Task objective
Find and copy every line in the records that includes the string "bool".

Extracted information
****************************************
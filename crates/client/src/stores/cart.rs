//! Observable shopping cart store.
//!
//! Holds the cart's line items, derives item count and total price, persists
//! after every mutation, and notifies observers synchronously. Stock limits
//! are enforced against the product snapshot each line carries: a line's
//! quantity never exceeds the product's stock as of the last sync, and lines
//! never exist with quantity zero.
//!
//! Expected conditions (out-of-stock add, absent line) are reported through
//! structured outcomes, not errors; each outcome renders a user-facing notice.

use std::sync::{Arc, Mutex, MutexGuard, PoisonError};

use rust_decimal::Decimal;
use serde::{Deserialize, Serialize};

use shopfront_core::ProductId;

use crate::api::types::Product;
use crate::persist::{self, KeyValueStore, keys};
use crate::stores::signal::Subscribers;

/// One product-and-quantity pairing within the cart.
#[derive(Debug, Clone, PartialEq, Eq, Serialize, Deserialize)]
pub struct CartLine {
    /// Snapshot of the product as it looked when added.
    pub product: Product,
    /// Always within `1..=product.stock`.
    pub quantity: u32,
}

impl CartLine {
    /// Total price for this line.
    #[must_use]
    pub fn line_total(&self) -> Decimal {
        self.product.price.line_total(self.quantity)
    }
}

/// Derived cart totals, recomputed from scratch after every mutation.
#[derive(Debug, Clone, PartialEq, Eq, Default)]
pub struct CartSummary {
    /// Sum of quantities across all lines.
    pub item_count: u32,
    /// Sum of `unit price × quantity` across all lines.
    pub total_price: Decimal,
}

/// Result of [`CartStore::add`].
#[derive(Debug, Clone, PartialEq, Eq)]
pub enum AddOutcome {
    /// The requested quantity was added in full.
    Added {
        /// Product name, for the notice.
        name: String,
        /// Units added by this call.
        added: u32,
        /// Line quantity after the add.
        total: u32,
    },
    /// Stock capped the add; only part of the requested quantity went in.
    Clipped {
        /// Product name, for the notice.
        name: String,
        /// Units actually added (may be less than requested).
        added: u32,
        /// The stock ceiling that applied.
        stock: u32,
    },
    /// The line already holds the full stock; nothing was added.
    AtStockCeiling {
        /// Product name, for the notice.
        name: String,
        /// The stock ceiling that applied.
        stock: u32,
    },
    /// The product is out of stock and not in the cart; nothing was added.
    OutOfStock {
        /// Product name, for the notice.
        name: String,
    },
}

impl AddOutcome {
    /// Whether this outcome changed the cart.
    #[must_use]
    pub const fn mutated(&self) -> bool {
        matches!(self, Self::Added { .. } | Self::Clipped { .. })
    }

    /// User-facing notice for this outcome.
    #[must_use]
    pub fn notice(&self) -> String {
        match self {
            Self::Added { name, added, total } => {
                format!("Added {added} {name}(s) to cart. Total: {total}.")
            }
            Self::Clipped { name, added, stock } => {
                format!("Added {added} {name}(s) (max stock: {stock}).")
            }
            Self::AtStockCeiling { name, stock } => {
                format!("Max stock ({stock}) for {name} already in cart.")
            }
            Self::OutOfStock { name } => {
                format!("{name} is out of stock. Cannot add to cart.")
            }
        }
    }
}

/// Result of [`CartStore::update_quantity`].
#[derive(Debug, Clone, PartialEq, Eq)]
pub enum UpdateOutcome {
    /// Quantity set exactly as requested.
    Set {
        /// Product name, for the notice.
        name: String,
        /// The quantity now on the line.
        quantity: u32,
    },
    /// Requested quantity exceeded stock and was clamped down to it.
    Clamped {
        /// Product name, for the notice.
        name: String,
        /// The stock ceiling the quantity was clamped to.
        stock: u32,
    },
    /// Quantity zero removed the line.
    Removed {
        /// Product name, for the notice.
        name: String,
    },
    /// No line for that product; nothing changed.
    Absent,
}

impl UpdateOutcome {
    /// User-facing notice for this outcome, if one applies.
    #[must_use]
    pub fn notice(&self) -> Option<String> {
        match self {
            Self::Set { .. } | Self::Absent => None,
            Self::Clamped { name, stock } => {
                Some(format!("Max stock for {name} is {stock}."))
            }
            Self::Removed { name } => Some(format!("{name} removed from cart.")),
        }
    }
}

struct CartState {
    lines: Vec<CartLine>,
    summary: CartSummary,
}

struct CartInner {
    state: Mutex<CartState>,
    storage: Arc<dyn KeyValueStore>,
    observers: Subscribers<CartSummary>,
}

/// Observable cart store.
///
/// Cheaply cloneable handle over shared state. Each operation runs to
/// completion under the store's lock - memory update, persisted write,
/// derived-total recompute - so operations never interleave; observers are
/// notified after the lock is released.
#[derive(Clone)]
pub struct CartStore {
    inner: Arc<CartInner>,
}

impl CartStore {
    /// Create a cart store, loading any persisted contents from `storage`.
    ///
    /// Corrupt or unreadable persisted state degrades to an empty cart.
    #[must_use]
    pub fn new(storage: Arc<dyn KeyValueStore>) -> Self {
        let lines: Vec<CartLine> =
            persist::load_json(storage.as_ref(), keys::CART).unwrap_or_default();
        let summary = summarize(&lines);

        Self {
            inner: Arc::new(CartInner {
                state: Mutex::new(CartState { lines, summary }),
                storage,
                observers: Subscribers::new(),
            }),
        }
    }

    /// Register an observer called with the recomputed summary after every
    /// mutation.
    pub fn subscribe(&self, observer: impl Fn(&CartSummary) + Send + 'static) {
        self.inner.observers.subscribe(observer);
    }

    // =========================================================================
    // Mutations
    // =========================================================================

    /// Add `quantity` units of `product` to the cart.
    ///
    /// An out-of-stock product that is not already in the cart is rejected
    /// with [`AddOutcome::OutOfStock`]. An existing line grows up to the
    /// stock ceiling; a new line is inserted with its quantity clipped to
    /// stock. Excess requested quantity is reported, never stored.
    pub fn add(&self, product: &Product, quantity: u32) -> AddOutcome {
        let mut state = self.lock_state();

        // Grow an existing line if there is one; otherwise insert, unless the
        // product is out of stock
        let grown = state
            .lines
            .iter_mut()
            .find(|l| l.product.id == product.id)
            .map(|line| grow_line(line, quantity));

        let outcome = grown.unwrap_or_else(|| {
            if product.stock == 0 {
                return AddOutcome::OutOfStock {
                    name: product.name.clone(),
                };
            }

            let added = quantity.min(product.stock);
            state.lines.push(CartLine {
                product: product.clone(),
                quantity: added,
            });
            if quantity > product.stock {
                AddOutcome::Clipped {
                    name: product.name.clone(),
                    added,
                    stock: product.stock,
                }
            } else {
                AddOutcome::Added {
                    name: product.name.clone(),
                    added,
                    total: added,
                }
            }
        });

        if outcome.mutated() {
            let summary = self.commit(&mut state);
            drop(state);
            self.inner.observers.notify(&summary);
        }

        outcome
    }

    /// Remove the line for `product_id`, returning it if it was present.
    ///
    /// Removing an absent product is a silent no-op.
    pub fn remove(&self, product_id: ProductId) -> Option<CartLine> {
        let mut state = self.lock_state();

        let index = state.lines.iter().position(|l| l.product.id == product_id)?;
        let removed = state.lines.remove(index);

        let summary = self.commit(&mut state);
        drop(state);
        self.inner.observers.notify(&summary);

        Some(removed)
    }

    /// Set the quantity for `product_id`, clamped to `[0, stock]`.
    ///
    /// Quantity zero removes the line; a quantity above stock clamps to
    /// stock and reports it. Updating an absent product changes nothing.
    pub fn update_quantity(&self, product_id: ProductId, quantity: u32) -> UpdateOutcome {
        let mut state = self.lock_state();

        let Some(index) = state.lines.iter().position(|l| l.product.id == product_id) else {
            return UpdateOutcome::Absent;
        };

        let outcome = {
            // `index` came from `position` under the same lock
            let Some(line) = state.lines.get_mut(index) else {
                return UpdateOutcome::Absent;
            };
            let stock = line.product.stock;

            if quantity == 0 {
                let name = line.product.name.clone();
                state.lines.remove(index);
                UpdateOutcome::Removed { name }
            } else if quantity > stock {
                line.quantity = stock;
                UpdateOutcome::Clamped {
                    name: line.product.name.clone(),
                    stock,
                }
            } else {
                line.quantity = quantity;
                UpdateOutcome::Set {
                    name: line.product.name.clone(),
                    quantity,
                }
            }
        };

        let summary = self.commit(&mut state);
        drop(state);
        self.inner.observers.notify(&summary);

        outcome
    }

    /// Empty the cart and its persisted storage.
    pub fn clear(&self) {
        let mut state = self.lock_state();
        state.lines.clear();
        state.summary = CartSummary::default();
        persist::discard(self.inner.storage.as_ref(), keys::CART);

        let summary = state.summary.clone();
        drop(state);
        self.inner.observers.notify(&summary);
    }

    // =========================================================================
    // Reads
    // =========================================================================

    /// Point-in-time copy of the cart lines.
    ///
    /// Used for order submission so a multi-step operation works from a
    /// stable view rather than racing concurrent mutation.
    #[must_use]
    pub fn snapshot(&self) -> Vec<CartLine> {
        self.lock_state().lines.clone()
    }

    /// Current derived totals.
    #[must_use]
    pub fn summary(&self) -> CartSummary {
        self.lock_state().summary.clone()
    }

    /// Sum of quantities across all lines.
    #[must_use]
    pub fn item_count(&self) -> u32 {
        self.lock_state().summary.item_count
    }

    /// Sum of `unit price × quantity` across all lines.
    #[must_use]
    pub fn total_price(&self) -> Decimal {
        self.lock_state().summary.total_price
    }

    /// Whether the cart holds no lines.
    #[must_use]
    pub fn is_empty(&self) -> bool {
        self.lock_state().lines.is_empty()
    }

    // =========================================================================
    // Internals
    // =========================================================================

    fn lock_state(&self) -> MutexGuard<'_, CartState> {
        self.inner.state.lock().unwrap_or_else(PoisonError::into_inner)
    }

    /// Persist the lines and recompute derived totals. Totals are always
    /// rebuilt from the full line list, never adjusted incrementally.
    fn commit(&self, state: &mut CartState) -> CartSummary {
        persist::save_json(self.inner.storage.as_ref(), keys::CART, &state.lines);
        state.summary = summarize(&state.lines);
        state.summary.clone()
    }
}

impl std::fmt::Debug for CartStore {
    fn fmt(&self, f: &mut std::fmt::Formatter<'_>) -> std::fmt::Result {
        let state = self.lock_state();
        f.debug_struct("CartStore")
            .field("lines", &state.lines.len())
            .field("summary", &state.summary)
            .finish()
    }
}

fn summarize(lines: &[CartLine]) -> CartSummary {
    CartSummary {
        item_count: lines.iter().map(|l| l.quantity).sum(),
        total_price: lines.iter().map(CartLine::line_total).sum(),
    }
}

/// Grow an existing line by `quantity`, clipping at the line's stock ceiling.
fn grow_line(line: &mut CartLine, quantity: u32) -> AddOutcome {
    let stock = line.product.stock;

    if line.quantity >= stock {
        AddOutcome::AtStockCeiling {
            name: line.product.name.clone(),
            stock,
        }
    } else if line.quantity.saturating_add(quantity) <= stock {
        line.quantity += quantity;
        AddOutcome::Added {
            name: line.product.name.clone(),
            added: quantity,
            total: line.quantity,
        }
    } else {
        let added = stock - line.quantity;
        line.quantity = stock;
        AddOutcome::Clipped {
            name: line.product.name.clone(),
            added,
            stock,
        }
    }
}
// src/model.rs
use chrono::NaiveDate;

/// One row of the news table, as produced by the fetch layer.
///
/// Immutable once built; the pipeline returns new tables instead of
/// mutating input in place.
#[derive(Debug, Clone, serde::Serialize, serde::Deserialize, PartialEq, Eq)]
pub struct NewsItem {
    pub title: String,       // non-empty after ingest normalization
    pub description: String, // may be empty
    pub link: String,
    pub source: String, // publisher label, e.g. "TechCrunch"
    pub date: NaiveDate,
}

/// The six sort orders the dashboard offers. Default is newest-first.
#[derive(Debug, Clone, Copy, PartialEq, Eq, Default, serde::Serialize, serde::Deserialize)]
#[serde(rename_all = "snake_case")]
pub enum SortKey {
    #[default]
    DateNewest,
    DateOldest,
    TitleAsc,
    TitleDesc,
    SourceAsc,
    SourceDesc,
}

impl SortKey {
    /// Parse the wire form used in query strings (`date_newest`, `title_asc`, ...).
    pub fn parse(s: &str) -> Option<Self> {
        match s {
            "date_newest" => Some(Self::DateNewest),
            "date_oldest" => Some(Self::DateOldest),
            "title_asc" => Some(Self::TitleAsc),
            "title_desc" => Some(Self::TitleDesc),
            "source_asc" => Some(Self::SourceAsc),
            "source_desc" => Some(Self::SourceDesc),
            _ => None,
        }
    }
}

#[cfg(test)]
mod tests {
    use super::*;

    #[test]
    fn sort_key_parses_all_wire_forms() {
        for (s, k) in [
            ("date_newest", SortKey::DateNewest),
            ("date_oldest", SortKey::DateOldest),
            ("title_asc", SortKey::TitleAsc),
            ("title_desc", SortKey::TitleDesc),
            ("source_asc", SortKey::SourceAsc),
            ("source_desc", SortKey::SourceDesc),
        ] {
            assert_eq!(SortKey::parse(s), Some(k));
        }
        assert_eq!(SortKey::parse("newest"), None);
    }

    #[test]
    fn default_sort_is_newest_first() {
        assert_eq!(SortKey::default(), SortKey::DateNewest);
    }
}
****************************************
Response area
    pub const fn mutated(&self) -> bool {
    pub fn is_empty(&self) -> bool {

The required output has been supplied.